(Stored data)
------------------------------------
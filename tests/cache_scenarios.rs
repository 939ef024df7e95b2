// ==============================================
// CACHE SCENARIO TESTS (integration)
// ==============================================
//
// End-to-end behavior of the public facade: admission, eviction, ordering of
// deletes against in-flight sets, and the capacity and mirror invariants.

use std::sync::Arc;
use std::sync::atomic::{AtomicUsize, Ordering};
use std::time::Duration;

use sketchcache::prelude::*;

fn cache(max_cost: i64) -> Cache<u64, u64> {
    CacheBuilder::new(10_000, max_cost)
        .ignore_internal_cost(true)
        .metrics(true)
        .seed(11)
        .build()
        .unwrap()
}

// ==============================================
// Round trip
// ==============================================

mod round_trip {
    use super::*;

    #[test]
    fn set_wait_get() {
        let c = cache(100);
        assert!(c.set(&1, 100, 1));
        c.wait();
        assert_eq!(c.get(&1).as_deref(), Some(&100));
        assert_eq!(c.len(), 1);
        c.check_invariants().unwrap();
    }

    #[test]
    fn string_keys() {
        let c: Cache<str, String> = CacheBuilder::new(1_000, 100)
            .ignore_internal_cost(true)
            .build()
            .unwrap();
        c.set("alpha", "a".into(), 1);
        c.set("beta", "b".into(), 1);
        c.wait();
        assert_eq!(c.get("alpha").as_deref().map(String::as_str), Some("a"));
        assert_eq!(c.get("beta").as_deref().map(String::as_str), Some("b"));
        assert!(c.get("gamma").is_none());
    }

    #[test]
    fn delete_ordering_against_inflight_sets() {
        // set v1, del, set v2 with no wait in between must end at v2.
        for _ in 0..200 {
            let c = cache(100);
            c.set(&7, 1, 1);
            c.del(&7);
            c.set(&7, 2, 1);
            c.wait();
            assert_eq!(c.get(&7).as_deref(), Some(&2));
            c.check_invariants().unwrap();
        }
    }

    #[test]
    fn delete_after_set_leaves_nothing() {
        for _ in 0..200 {
            let c = cache(100);
            c.set(&3, 1, 1);
            c.del(&3);
            c.wait();
            assert!(c.get(&3).is_none());
            assert_eq!(c.used_cost(), 0);
            c.check_invariants().unwrap();
        }
    }
}

// ==============================================
// Eviction and admission
// ==============================================

mod eviction {
    use super::*;

    #[test]
    fn total_cost_never_exceeds_max_cost() {
        let evicted = Arc::new(AtomicUsize::new(0));
        let counter = Arc::clone(&evicted);
        let c: Cache<u64, u64> = CacheBuilder::new(1_000, 10)
            .ignore_internal_cost(true)
            .metrics(true)
            .on_evict(move |_: &Item<u64>| {
                counter.fetch_add(1, Ordering::Relaxed);
            })
            .build()
            .unwrap();

        for key in 0..100u64 {
            c.set(&key, key, 1);
        }
        c.wait();

        assert!(c.used_cost() <= 10);
        assert!(c.len() <= 10);
        c.check_invariants().unwrap();

        let snap = c.metrics().unwrap().snapshot();
        assert_eq!(snap.keys_evicted as usize, evicted.load(Ordering::Relaxed));
        assert_eq!(
            snap.keys_added - snap.keys_evicted,
            c.len() as u64,
            "every admitted key is either resident or evicted"
        );
    }

    #[test]
    fn one_more_key_than_fits_evicts_exactly_one() {
        let evicted = Arc::new(AtomicUsize::new(0));
        let counter = Arc::clone(&evicted);
        let c: Cache<u64, u64> = CacheBuilder::new(1_000, 10)
            .ignore_internal_cost(true)
            .on_evict(move |item: &Item<u64>| {
                assert_eq!(item.cost, 1);
                counter.fetch_add(1, Ordering::Relaxed);
            })
            .build()
            .unwrap();

        for key in 0..10u64 {
            assert!(c.set(&key, key, 1));
        }
        c.wait();
        assert_eq!(c.len(), 10);
        assert_eq!(evicted.load(Ordering::Relaxed), 0);

        c.set(&10, 10, 1);
        c.wait();

        assert_eq!(evicted.load(Ordering::Relaxed), 1);
        assert_eq!(c.len(), 10);
        assert_eq!(c.used_cost(), 10);
        assert_eq!(c.get(&10).as_deref(), Some(&10));
        let gone: Vec<u64> = (0..10u64).filter(|k| c.get(k).is_none()).collect();
        assert_eq!(gone.len(), 1, "expected one evicted key, got {gone:?}");
        c.check_invariants().unwrap();
    }

    #[test]
    fn frequently_read_keys_survive_a_scan() {
        let c = cache(10);
        for key in 0..10u64 {
            c.set(&key, key, 1);
        }
        c.wait();

        // Build read frequency for the residents.
        for _ in 0..50 {
            for key in 0..10u64 {
                c.get(&key);
            }
        }
        std::thread::sleep(Duration::from_millis(100));

        // A one-off scan of new keys should mostly bounce off.
        for key in 1_000..1_100u64 {
            c.set(&key, key, 1);
        }
        c.wait();

        let survivors = (0..10u64).filter(|k| c.get(k).is_some()).count();
        assert!(survivors >= 8, "only {survivors} hot keys survived");
        let snap = c.metrics().unwrap().snapshot();
        assert!(snap.sets_rejected > 0);
        c.check_invariants().unwrap();
    }

    #[test]
    fn oversized_item_is_never_admitted() {
        let c = cache(10);
        c.set(&1, 1, 11);
        c.wait();
        assert!(c.get(&1).is_none());
        assert_eq!(c.used_cost(), 0);
    }

    #[test]
    fn maximal_cost_is_rejected_without_stalling_writes() {
        let c: Cache<u64, u64> = CacheBuilder::new(1_000, 1_000).build().unwrap();
        assert!(c.set(&1, 1, i64::MAX));
        c.wait();
        assert!(c.get(&1).is_none());
        assert_eq!(c.used_cost(), 0);

        c.set(&2, 2, 1);
        c.wait();
        assert_eq!(c.get(&2).as_deref(), Some(&2));

        // Growing a resident entry to the maximum drops it.
        c.set(&2, 3, i64::MAX);
        c.wait();
        assert!(c.get(&2).is_none());
        assert_eq!(c.used_cost(), 0);
        c.check_invariants().unwrap();
    }

    #[test]
    fn shrinking_budget_applies_on_next_write() {
        let c = cache(20);
        for key in 0..20u64 {
            c.set(&key, key, 1);
        }
        c.wait();
        assert_eq!(c.used_cost(), 20);

        c.update_max_cost(5);
        assert_eq!(c.max_cost(), 5);
        // Nothing is evicted until the next admission decision.
        assert_eq!(c.used_cost(), 20);

        c.set(&999, 999, 1);
        c.wait();
        assert!(c.used_cost() <= 5);
        c.check_invariants().unwrap();
    }

    #[test]
    fn growing_cost_on_update_evicts_others() {
        let c = cache(10);
        for key in 0..10u64 {
            c.set(&key, key, 1);
        }
        c.wait();
        c.set(&0, 0, 6);
        c.wait();
        assert!(c.used_cost() <= 10);
        assert_eq!(c.get(&0).as_deref(), Some(&0));
        c.check_invariants().unwrap();
    }
}

// ==============================================
// Callbacks and lifecycle
// ==============================================

mod lifecycle {
    use super::*;

    #[test]
    fn every_value_reaches_on_exit_once() {
        let exits = Arc::new(AtomicUsize::new(0));
        let counter = Arc::clone(&exits);
        let c: Cache<u64, u64> = CacheBuilder::new(1_000, 5)
            .ignore_internal_cost(true)
            .on_exit(move |_: &u64| {
                counter.fetch_add(1, Ordering::Relaxed);
            })
            .build()
            .unwrap();

        for key in 0..50u64 {
            c.set(&key, key, 1);
        }
        c.wait();
        let resident = c.len();
        c.clear();
        assert_eq!(exits.load(Ordering::Relaxed), 50);
        assert!(resident <= 5);
    }

    #[test]
    fn wait_after_clear_still_returns() {
        let c = cache(100);
        c.set(&1, 1, 1);
        c.clear();
        c.wait();
        assert!(c.get(&1).is_none());
        c.set(&2, 2, 1);
        c.wait();
        assert_eq!(c.get(&2).as_deref(), Some(&2));
    }

    #[test]
    fn dropping_an_open_cache_stops_its_threads() {
        for _ in 0..50 {
            let c = cache(100);
            c.set(&1, 1, 1);
            drop(c);
        }
    }

    #[test]
    fn metrics_export_as_prometheus_text() {
        use sketchcache::metrics::{MetricsExporter, PrometheusTextExporter};

        let c = cache(100);
        c.set(&1, 1, 1);
        c.wait();
        c.get(&1);
        c.get(&2);

        let exporter = PrometheusTextExporter::new("sketchcache", Vec::new());
        exporter.export(&c.snapshot().unwrap());
        let text = String::from_utf8(exporter.into_inner()).unwrap();
        assert!(text.contains("sketchcache_hits_total 1"));
        assert!(text.contains("sketchcache_misses_total 1"));
        assert!(text.contains("sketchcache_keys_added_total 1"));
        assert!(text.contains("# TYPE sketchcache_hit_ratio gauge"));
    }
}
------------------------------------
● **DESCRIPTION OF THE TASK**: Looking through the records, copy out every line in which the word "CacheBuilder" is found.

● **RESULT**:
    CacheBuilder::new(10_000, max_cost)
        let c: Cache<str, String> = CacheBuilder::new(1_000, 100)
        let c: Cache<u64, u64> = CacheBuilder::new(1_000, 10)
        let c: Cache<u64, u64> = CacheBuilder::new(1_000, 10)
        let c: Cache<u64, u64> = CacheBuilder::new(1_000, 1_000).build().unwrap();
        let c: Cache<u64, u64> = CacheBuilder::new(1_000, 5)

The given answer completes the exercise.